The use of rFVIIa in patients with DIC – where there is systemic activation of coagulation with systemic exposure of tissue factor [15] – could lead to more pronounced side effects. But no controlled trials exist to confirm this hypothesis. Case reports and case series show successful use of rFVIIa in DIC [1618]. Noteworthy is that no thromboembolic complications occurred in those cases. However, a publication bias can not be excluded. It is difficult to compare the published cases with our patient concerning the effectiveness of rFVIIa. First we state that doses of rFVIIa administered were different, 90 μg/kg versus 70 μg/kg or less in our patient; second, in the published cases there is no information on the metabolic situation and worsened action of rFVIIa by metabolic acidosis. However, in our patient the metabolic situation with severe acidosis might explain at least partially the lack of effect.

Ineffectiveness of rFVIIa has not been published very often so far in case reports [19], but there are three randomized controlled trials, in which rFVIIa did not show any benefit compared to placebo [810]. In the latter two cited studies different doses of rFVIIa were administered (20, 40 or 80 μg/kg, respectively 40, 80 or 160 μg/kg). In the literature no consensus exists about the appropriate dosage of rFVIIa. Used dosages range from 15–160 μg/kg in single or multiple administrations, making comparisons difficult.

Major side effects of rFVIIa are thromboembolic events (myocardial infarction, cerebrovascular accidents, pulmonary embolism, thrombosis in other arterial or venous sites and clotted devices). Other, non thromboembolic adverse events are rash, allergic reactions, lack of effect and unspecific symptoms such as pain, nausea or vomiting [20, 21]. Sometimes it is difficult to relate the reported event to rFVIIa, because some events occur days after the administration or occur in patients with severe co-morbidities, offering a more probable explanation for a thromboembolic event than rFVIIa.

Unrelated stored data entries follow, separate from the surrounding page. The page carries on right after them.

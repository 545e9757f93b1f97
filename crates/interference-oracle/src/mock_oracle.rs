//! MockOracle — scriptable spy double for the interference oracle.
//!
//! Tests script which body pairs touch and which calls fault, then assert
//! against the recorded call history: executed pairs, checkpoint pairing,
//! query lifecycle counts.

use std::collections::{HashMap, HashSet};

use assembly_model::BodyHandle;

use crate::traits::InterferenceOracle;
use crate::types::{
    CheckpointHandle, FacePairing, InterferenceMethod, OracleError, QueryHandle, VerdictCode,
};

#[derive(Debug, Clone)]
struct QueryState {
    method: InterferenceMethod,
    pairing: FacePairing,
    operands: Option<(BodyHandle, BodyHandle)>,
}

/// Deterministic spy double for the geometry oracle.
pub struct MockOracle {
    next_handle: u64,
    /// Unordered body pairs scripted as touching.
    touching: HashSet<(u64, u64)>,
    live_queries: HashMap<u64, QueryState>,
    open_checkpoints: HashSet<u64>,

    // Fault scripting
    fail_execute_calls: HashSet<usize>,
    fail_pairs: HashSet<(u64, u64)>,
    fail_checkpoint_open: bool,
    fail_teardown: bool,

    // Call recording
    executed_pairs: Vec<(BodyHandle, BodyHandle)>,
    execute_calls: usize,
    checkpoints_opened: usize,
    checkpoints_released: usize,
    queries_created: usize,
    queries_destroyed: usize,
}

fn unordered(a: BodyHandle, b: BodyHandle) -> (u64, u64) {
    if a.0 <= b.0 {
        (a.0, b.0)
    } else {
        (b.0, a.0)
    }
}

impl MockOracle {
    pub fn new() -> Self {
        Self {
            next_handle: 1,
            touching: HashSet::new(),
            live_queries: HashMap::new(),
            open_checkpoints: HashSet::new(),
            fail_execute_calls: HashSet::new(),
            fail_pairs: HashSet::new(),
            fail_checkpoint_open: false,
            fail_teardown: false,
            executed_pairs: Vec::new(),
            execute_calls: 0,
            checkpoints_opened: 0,
            checkpoints_released: 0,
            queries_created: 0,
            queries_destroyed: 0,
        }
    }

    /// Script the unordered pair `(a, b)` as touching.
    pub fn script_touching(&mut self, a: BodyHandle, b: BodyHandle) {
        self.touching.insert(unordered(a, b));
    }

    /// Fault the nth `execute` call (0-based).
    pub fn fail_execute_call(&mut self, call_index: usize) {
        self.fail_execute_calls.insert(call_index);
    }

    /// Fault every execution that compares the unordered pair `(a, b)`.
    pub fn fail_pair(&mut self, a: BodyHandle, b: BodyHandle) {
        self.fail_pairs.insert(unordered(a, b));
    }

    /// Fault all checkpoint opens.
    pub fn fail_checkpoint_open(&mut self) {
        self.fail_checkpoint_open = true;
    }

    /// Fault all teardown calls (destroy/release). State is still cleaned
    /// up so balance accounting stays meaningful.
    pub fn fail_teardown(&mut self) {
        self.fail_teardown = true;
    }

    // ── Recorded history ────────────────────────────────────────────────

    /// Every pair that reached `execute`, in call order.
    pub fn executed_pairs(&self) -> &[(BodyHandle, BodyHandle)] {
        &self.executed_pairs
    }

    /// Total `execute` invocations, including faulted ones.
    pub fn execute_count(&self) -> usize {
        self.execute_calls
    }

    pub fn checkpoints_opened(&self) -> usize {
        self.checkpoints_opened
    }

    pub fn checkpoints_released(&self) -> usize {
        self.checkpoints_released
    }

    pub fn queries_created(&self) -> usize {
        self.queries_created
    }

    pub fn queries_destroyed(&self) -> usize {
        self.queries_destroyed
    }

    /// True when every checkpoint and query was torn down.
    pub fn is_clean(&self) -> bool {
        self.open_checkpoints.is_empty() && self.live_queries.is_empty()
    }
}

impl Default for MockOracle {
    fn default() -> Self {
        Self::new()
    }
}

impl InterferenceOracle for MockOracle {
    fn open_checkpoint(&mut self, label: &str) -> Result<CheckpointHandle, OracleError> {
        if self.fail_checkpoint_open {
            return Err(OracleError::CheckpointFailed {
                reason: format!("scripted failure opening '{}'", label),
            });
        }
        let handle = CheckpointHandle(self.next_handle);
        self.next_handle += 1;
        self.open_checkpoints.insert(handle.0);
        self.checkpoints_opened += 1;
        Ok(handle)
    }

    fn create_query(
        &mut self,
        method: InterferenceMethod,
        pairing: FacePairing,
    ) -> Result<QueryHandle, OracleError> {
        let handle = QueryHandle(self.next_handle);
        self.next_handle += 1;
        self.live_queries.insert(
            handle.0,
            QueryState {
                method,
                pairing,
                operands: None,
            },
        );
        self.queries_created += 1;
        Ok(handle)
    }

    fn set_operands(
        &mut self,
        query: QueryHandle,
        first: BodyHandle,
        second: BodyHandle,
    ) -> Result<(), OracleError> {
        let state = self
            .live_queries
            .get_mut(&query.0)
            .ok_or(OracleError::UnknownQuery { handle: query })?;
        state.operands = Some((first, second));
        Ok(())
    }

    fn execute(&mut self, query: QueryHandle) -> Result<VerdictCode, OracleError> {
        let call_index = self.execute_calls;
        self.execute_calls += 1;

        let state = self
            .live_queries
            .get(&query.0)
            .ok_or(OracleError::UnknownQuery { handle: query })?;
        let (first, second) = state.operands.ok_or(OracleError::QueryNotConfigured)?;
        debug_assert_eq!(state.method, InterferenceMethod::Solid);
        debug_assert_eq!(state.pairing, FacePairing::FirstPairOnly);

        self.executed_pairs.push((first, second));

        let key = unordered(first, second);
        if self.fail_execute_calls.contains(&call_index) || self.fail_pairs.contains(&key) {
            return Err(OracleError::ExecuteFailed {
                reason: format!("scripted fault for {:?} vs {:?}", first, second),
            });
        }

        if self.touching.contains(&key) {
            Ok(VerdictCode::TOUCHING)
        } else {
            Ok(VerdictCode::CLEAR)
        }
    }

    fn destroy_query(&mut self, query: QueryHandle) -> Result<(), OracleError> {
        if self.live_queries.remove(&query.0).is_none() {
            return Err(OracleError::UnknownQuery { handle: query });
        }
        self.queries_destroyed += 1;
        if self.fail_teardown {
            return Err(OracleError::TeardownFailed {
                reason: "scripted destroy failure".to_string(),
            });
        }
        Ok(())
    }

    fn release_checkpoint(&mut self, checkpoint: CheckpointHandle) -> Result<(), OracleError> {
        if !self.open_checkpoints.remove(&checkpoint.0) {
            return Err(OracleError::TeardownFailed {
                reason: format!("checkpoint {:?} is not open", checkpoint),
            });
        }
        self.checkpoints_released += 1;
        if self.fail_teardown {
            return Err(OracleError::TeardownFailed {
                reason: "scripted release failure".to_string(),
            });
        }
        Ok(())
    }
}

#[cfg(test)]
mod tests {
    use super::*;

    fn run_one_check(
        oracle: &mut MockOracle,
        a: BodyHandle,
        b: BodyHandle,
    ) -> Result<VerdictCode, OracleError> {
        let cp = oracle.open_checkpoint("test")?;
        let query = oracle.create_query(InterferenceMethod::Solid, FacePairing::FirstPairOnly)?;
        oracle.set_operands(query, a, b)?;
        let verdict = oracle.execute(query);
        let _ = oracle.destroy_query(query);
        let _ = oracle.release_checkpoint(cp);
        verdict
    }

    #[test]
    fn test_scripted_pair_is_touching_both_orders() {
        let mut oracle = MockOracle::new();
        let a = BodyHandle(10);
        let b = BodyHandle(20);
        oracle.script_touching(a, b);

        assert!(run_one_check(&mut oracle, a, b).unwrap().is_touching());
        assert!(run_one_check(&mut oracle, b, a).unwrap().is_touching());
    }

    #[test]
    fn test_unscripted_pair_is_clear() {
        let mut oracle = MockOracle::new();
        let verdict = run_one_check(&mut oracle, BodyHandle(1), BodyHandle(2)).unwrap();
        assert!(!verdict.is_touching());
    }

    #[test]
    fn test_execute_without_operands_fails() {
        let mut oracle = MockOracle::new();
        let query = oracle
            .create_query(InterferenceMethod::Solid, FacePairing::FirstPairOnly)
            .unwrap();
        assert!(matches!(
            oracle.execute(query),
            Err(OracleError::QueryNotConfigured)
        ));
    }

    #[test]
    fn test_fault_scripting_by_call_index() {
        let mut oracle = MockOracle::new();
        oracle.fail_execute_call(0);

        let first = run_one_check(&mut oracle, BodyHandle(1), BodyHandle(2));
        let second = run_one_check(&mut oracle, BodyHandle(1), BodyHandle(2));
        assert!(first.is_err(), "first call should fault");
        assert!(second.is_ok(), "second call should succeed");
    }

    #[test]
    fn test_call_recording_and_balance() {
        let mut oracle = MockOracle::new();
        run_one_check(&mut oracle, BodyHandle(1), BodyHandle(2)).unwrap();
        run_one_check(&mut oracle, BodyHandle(3), BodyHandle(4)).unwrap();

        assert_eq!(oracle.execute_count(), 2);
        assert_eq!(oracle.executed_pairs().len(), 2);
        assert_eq!(oracle.checkpoints_opened(), oracle.checkpoints_released());
        assert_eq!(oracle.queries_created(), oracle.queries_destroyed());
        assert!(oracle.is_clean());
    }

    #[test]
    fn test_teardown_faults_still_clean_up() {
        let mut oracle = MockOracle::new();
        oracle.fail_teardown();
        let cp = oracle.open_checkpoint("t").unwrap();
        assert!(oracle.release_checkpoint(cp).is_err());
        assert!(oracle.is_clean(), "state is discarded even when the call faults");
    }

    #[test]
    fn test_double_release_is_reported() {
        let mut oracle = MockOracle::new();
        let cp = oracle.open_checkpoint("t").unwrap();
        oracle.release_checkpoint(cp).unwrap();
        assert!(oracle.release_checkpoint(cp).is_err());
    }
}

Besides clinical responsiveness, the effect of rFVIIa should be monitored with laboratory parameters, whereas appropriate tests are discussed controversially. Thromboelastography would allow the evaluation of the effects of rFVIIa on haemostasis [22, 23]. This method consists of a viscoelastic measurement of clotting time, clot formation time and maximum clot firmness in whole blood, but it is not routinely available in most hospitals. The conventional measurement of the activity of factor VII or VIIa in plasma after the administration of rFVIIa only proves the existence of factor VII and its successful administration, but it does not predict any effect on haemostasis [11, 22]. The factor VII activity in our patient, measured with conventional methods, was consistently >120% after the repetitive administration of rFVIIa. This was reflected in a transient shortening of aPTT- and INR-values (figure 4). Despite this in vitro activity, factor VIIa was not clinically effective in our patient. The only conclusion allowed by the conventional measurement therefore is that the drug was successfully administered intravenously. The objective parameters measured by thromboelastography would have been helpful not only in controlling efficacy of rFVIIa but also in dose finding decisions. For the future, hence, not only guidelines concerning the off-label use of rFVIIa are urgently needed but also guidelines for monitoring the efficacy of rFVIIa.

Conclusion

In many case reports, efficacy and safety of rFVIIa in the off-label use are discussed. For most off-label applications large prospective, randomised and controlled trials are however missing, confirming the positive findings. Based on such trials, international guidelines should be elaborated, giving consent on how and when to administer rFVIIa. The off-label use of rFVIIa could result in more side effects than could be expected from the literature because of a publication bias. On the other hand, it also implies high costs, which nowadays are generally a major issue in medicine. For the future, not only guidelines concerning the off-label use of rFVIIa are urgently needed but also guidelines for monitoring the efficacy of rFVIIa.

Key messages

  • Guidelines for the off-label use of rFVIIa are required.

  • Guidelines for monitoring the efficacy rFVIIa are required.

  • The efficacy of rFVIIa could be overestimated because of a potential publication bias.